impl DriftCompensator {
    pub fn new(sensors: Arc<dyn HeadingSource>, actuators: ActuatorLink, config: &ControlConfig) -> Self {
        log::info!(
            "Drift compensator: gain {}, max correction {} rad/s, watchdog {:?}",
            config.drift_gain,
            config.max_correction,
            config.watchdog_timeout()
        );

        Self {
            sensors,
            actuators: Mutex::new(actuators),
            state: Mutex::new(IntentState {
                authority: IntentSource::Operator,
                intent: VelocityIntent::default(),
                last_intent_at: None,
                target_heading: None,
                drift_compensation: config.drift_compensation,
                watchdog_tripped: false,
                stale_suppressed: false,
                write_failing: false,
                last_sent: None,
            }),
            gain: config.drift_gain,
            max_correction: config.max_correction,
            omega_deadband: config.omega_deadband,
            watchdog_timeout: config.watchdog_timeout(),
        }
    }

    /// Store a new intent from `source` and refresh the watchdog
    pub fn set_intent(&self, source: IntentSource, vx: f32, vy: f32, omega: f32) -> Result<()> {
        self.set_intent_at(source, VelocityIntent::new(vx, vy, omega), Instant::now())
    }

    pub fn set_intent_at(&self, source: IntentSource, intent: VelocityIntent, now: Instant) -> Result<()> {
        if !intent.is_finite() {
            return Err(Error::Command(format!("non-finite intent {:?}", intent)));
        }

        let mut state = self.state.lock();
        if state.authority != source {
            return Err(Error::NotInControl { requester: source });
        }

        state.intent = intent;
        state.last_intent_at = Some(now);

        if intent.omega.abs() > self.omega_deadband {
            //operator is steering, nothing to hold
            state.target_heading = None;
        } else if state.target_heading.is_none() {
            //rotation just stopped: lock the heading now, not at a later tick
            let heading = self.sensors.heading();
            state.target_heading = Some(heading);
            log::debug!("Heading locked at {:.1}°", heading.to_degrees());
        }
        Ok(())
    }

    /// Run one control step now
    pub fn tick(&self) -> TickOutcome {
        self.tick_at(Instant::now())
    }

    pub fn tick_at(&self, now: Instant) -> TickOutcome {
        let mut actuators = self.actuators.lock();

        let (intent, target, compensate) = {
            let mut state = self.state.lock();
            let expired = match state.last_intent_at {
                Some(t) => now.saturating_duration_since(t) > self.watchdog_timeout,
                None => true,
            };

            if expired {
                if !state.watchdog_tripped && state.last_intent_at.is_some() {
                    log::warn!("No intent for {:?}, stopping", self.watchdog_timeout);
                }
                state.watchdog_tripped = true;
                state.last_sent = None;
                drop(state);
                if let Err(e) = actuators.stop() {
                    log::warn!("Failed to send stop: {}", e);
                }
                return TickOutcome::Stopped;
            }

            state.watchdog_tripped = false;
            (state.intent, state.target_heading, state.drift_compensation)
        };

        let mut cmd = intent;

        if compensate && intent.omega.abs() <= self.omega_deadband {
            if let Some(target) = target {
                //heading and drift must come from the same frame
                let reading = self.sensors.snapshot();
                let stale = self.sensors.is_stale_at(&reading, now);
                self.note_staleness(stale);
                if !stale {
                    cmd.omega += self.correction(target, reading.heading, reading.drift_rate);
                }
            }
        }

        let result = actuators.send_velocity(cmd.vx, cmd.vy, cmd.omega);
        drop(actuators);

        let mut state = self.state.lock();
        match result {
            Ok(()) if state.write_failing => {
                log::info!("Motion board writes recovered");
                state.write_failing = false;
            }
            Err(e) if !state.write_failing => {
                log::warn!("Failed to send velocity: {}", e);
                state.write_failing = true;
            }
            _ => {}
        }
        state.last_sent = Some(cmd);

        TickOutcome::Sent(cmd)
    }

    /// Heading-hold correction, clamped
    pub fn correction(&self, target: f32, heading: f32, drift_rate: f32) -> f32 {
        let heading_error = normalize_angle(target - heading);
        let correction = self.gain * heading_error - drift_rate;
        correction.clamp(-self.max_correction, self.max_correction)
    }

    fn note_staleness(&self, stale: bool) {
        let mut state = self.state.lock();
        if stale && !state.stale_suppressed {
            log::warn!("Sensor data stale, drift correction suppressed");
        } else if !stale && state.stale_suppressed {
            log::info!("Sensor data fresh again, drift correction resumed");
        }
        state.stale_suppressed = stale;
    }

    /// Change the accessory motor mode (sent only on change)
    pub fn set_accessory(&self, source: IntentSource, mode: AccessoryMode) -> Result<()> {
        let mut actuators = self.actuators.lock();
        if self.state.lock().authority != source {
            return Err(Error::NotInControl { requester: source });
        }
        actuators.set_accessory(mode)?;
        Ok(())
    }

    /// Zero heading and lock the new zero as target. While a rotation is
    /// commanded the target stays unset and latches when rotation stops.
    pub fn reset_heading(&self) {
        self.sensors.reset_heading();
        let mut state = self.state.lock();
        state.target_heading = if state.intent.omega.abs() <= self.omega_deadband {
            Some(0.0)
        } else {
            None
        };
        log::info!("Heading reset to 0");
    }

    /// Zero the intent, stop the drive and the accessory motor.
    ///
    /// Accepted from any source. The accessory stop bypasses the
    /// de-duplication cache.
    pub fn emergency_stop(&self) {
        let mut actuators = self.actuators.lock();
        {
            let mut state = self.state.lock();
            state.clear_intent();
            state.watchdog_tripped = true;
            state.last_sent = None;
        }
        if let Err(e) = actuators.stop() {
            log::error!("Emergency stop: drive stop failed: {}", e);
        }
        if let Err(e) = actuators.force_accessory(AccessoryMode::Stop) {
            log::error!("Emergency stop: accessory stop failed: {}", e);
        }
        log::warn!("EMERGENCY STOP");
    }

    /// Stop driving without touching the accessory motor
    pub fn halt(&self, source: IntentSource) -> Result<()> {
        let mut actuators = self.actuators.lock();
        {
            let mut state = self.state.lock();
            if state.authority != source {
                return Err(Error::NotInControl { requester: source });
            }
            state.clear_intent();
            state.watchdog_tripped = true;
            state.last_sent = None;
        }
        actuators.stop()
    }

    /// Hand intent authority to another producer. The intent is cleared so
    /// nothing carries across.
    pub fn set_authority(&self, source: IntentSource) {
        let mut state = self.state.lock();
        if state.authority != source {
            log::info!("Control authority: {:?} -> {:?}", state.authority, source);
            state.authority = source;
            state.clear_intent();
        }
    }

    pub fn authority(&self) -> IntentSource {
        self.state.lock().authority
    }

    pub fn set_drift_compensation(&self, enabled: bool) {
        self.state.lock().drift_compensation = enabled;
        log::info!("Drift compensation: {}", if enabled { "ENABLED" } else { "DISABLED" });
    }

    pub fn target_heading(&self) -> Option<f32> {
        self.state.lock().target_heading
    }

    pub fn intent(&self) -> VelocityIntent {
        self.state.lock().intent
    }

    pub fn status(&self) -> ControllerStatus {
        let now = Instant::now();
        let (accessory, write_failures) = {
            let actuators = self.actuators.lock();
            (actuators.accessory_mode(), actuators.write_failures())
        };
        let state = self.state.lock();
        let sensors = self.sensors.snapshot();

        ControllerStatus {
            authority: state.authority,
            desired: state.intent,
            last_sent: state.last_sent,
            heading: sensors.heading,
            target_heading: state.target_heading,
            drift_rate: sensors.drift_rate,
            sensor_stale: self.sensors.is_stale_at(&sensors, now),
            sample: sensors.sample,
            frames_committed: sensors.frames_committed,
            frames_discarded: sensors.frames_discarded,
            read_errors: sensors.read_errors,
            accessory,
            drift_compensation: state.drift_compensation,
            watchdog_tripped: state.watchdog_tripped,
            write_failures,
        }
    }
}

○ ○ ○ ○

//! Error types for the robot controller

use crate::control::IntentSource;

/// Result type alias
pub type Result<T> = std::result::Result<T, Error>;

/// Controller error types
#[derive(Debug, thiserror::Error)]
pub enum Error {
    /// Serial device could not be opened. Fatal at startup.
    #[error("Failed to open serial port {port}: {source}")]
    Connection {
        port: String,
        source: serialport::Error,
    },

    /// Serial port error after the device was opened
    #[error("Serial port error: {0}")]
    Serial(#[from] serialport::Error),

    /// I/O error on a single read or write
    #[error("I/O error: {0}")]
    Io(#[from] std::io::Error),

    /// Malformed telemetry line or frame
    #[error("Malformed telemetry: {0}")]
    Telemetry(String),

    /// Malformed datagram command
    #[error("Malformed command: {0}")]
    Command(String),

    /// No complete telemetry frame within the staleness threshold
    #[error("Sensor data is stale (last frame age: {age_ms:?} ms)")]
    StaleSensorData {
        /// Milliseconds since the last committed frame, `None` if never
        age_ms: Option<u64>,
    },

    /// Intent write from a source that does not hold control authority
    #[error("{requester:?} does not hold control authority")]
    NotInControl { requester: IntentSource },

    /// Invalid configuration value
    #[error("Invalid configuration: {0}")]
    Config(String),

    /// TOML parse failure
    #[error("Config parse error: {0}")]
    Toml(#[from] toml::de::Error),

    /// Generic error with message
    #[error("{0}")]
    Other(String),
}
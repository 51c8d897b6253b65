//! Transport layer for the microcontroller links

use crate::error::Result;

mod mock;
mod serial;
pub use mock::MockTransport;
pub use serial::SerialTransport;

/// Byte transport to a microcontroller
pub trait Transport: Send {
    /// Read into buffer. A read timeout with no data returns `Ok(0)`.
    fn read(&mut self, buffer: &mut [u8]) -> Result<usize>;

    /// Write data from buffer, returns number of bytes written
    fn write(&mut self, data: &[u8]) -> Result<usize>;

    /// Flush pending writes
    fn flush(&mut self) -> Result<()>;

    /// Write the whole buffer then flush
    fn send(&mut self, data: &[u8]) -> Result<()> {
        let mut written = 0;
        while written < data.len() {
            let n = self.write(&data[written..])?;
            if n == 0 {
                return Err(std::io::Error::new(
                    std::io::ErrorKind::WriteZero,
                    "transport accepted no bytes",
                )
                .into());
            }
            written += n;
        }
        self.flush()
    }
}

○ ○ ○ ○

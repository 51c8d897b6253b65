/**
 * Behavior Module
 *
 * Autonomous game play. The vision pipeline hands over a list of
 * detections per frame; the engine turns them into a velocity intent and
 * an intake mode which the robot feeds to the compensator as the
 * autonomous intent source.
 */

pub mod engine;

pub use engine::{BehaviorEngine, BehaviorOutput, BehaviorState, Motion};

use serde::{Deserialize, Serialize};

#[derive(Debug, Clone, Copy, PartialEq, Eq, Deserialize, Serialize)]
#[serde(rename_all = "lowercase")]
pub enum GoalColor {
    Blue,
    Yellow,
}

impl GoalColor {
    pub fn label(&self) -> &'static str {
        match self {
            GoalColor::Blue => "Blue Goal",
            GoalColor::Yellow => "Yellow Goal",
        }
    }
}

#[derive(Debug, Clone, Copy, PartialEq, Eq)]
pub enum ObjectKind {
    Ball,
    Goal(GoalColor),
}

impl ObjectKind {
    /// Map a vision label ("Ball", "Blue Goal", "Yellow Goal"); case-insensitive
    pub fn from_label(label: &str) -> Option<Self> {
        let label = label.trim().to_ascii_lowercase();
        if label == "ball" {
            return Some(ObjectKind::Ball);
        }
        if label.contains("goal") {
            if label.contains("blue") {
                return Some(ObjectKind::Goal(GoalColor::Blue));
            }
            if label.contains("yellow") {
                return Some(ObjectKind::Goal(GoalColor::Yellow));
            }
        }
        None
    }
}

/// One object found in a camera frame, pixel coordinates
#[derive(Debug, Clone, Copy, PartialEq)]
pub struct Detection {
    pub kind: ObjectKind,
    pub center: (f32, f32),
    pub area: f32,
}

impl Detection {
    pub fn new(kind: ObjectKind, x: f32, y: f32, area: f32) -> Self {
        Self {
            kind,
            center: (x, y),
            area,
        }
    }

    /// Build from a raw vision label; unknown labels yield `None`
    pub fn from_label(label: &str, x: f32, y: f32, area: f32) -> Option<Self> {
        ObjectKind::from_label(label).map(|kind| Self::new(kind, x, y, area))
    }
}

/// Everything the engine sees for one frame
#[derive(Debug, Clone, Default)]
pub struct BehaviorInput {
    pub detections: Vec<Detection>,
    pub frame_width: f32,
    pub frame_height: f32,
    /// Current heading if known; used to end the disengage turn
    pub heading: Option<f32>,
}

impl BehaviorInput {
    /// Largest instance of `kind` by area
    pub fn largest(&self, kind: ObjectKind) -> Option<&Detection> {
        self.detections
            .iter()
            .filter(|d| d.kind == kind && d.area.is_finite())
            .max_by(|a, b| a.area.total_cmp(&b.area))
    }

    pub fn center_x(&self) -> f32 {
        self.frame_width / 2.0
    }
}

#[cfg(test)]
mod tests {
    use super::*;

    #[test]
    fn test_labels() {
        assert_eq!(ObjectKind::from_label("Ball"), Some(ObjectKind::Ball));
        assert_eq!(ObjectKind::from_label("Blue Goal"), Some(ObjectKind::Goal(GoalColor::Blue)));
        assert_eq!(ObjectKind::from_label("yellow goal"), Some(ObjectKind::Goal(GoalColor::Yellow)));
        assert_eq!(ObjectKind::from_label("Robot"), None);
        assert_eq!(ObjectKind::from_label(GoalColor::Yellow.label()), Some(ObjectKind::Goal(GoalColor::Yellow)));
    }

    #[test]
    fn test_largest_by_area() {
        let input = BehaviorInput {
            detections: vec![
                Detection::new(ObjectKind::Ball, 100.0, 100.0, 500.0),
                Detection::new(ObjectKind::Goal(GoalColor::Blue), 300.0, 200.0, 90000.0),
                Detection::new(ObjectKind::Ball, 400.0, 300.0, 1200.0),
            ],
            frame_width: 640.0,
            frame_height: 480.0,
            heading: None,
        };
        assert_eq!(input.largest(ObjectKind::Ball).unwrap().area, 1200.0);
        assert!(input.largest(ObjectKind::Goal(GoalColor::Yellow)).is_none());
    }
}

○ ○ ○ ○

● **WHAT IS EXPECTED**
Give the number of lines in the listing that hold "true", with no other words.

● **COMPLETED TASK**
5